Dataset entries
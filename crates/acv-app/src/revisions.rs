// Copyright 2026 Phillip Cloud
// Licensed under the Apache License, Version 2.0

use crate::model::ConfigEntry;

/// Revisions of one key, newest first. Built once per fetch and never edited.
#[derive(Debug, Clone, PartialEq, Eq, Default)]
pub struct RevisionSet {
    entries: Vec<ConfigEntry>,
}

impl RevisionSet {
    /// Sorts by `last_modified` descending. The sort is stable, so revisions
    /// with equal timestamps keep the order the store delivered them in.
    pub fn new(mut entries: Vec<ConfigEntry>) -> Self {
        entries.sort_by(|left, right| right.last_modified.cmp(&left.last_modified));
        Self { entries }
    }

    pub fn len(&self) -> usize {
        self.entries.len()
    }

    pub fn is_empty(&self) -> bool {
        self.entries.is_empty()
    }

    pub fn get(&self, index: usize) -> Option<&ConfigEntry> {
        self.entries.get(index)
    }

    pub fn newest(&self) -> Option<&ConfigEntry> {
        self.entries.first()
    }

    pub fn iter(&self) -> std::slice::Iter<'_, ConfigEntry> {
        self.entries.iter()
    }

    pub fn as_slice(&self) -> &[ConfigEntry] {
        &self.entries
    }
}

impl<'a> IntoIterator for &'a RevisionSet {
    type Item = &'a ConfigEntry;
    type IntoIter = std::slice::Iter<'a, ConfigEntry>;

    fn into_iter(self) -> Self::IntoIter {
        self.entries.iter()
    }
}

/// A key's revision history plus the revision currently picked from it.
#[derive(Debug, Clone, PartialEq, Eq, Default)]
pub struct RevisionCursor {
    key_name: String,
    revisions: RevisionSet,
    selected: Option<usize>,
}

impl RevisionCursor {
    pub fn new() -> Self {
        Self::default()
    }

    pub fn set_revisions(&mut self, key_name: impl Into<String>, revisions: Vec<ConfigEntry>) {
        self.key_name = key_name.into();
        self.revisions = RevisionSet::new(revisions);
        self.selected = if self.revisions.is_empty() {
            None
        } else {
            Some(0)
        };
    }

    /// Panics when `index` is outside the held set: pickers are built 1:1 from
    /// the set, so an out-of-range index is a caller bug.
    pub fn select(&mut self, index: usize) {
        assert!(
            index < self.revisions.len(),
            "revision index {index} out of range for {} revisions of {:?}",
            self.revisions.len(),
            self.key_name
        );
        self.selected = Some(index);
    }

    /// Moves the selection by `delta`, clamped to the set. Returns whether the
    /// selection changed.
    pub fn step(&mut self, delta: isize) -> bool {
        let Some(current) = self.selected else {
            return false;
        };
        let last = self.revisions.len().saturating_sub(1) as isize;
        let next = (current as isize + delta).clamp(0, last) as usize;
        if next == current {
            return false;
        }
        self.selected = Some(next);
        true
    }

    pub fn current_value(&self) -> String {
        self.selected()
            .map(|entry| entry.value.clone())
            .unwrap_or_default()
    }

    pub fn selected(&self) -> Option<&ConfigEntry> {
        self.selected.and_then(|index| self.revisions.get(index))
    }

    pub fn selected_index(&self) -> Option<usize> {
        self.selected
    }

    pub fn key_name(&self) -> &str {
        &self.key_name
    }

    pub fn revisions(&self) -> &RevisionSet {
        &self.revisions
    }

    pub fn is_empty(&self) -> bool {
        self.revisions.is_empty()
    }

    pub fn clear(&mut self) {
        self.key_name.clear();
        self.revisions = RevisionSet::default();
        self.selected = None;
    }
}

THE PROBLEM:
From the records, copy every line that has the string "Some" in it.

WRITTEN ANSWER:
            Some(0)
        self.selected = Some(index);
        let Some(current) = self.selected else {
        self.selected = Some(next);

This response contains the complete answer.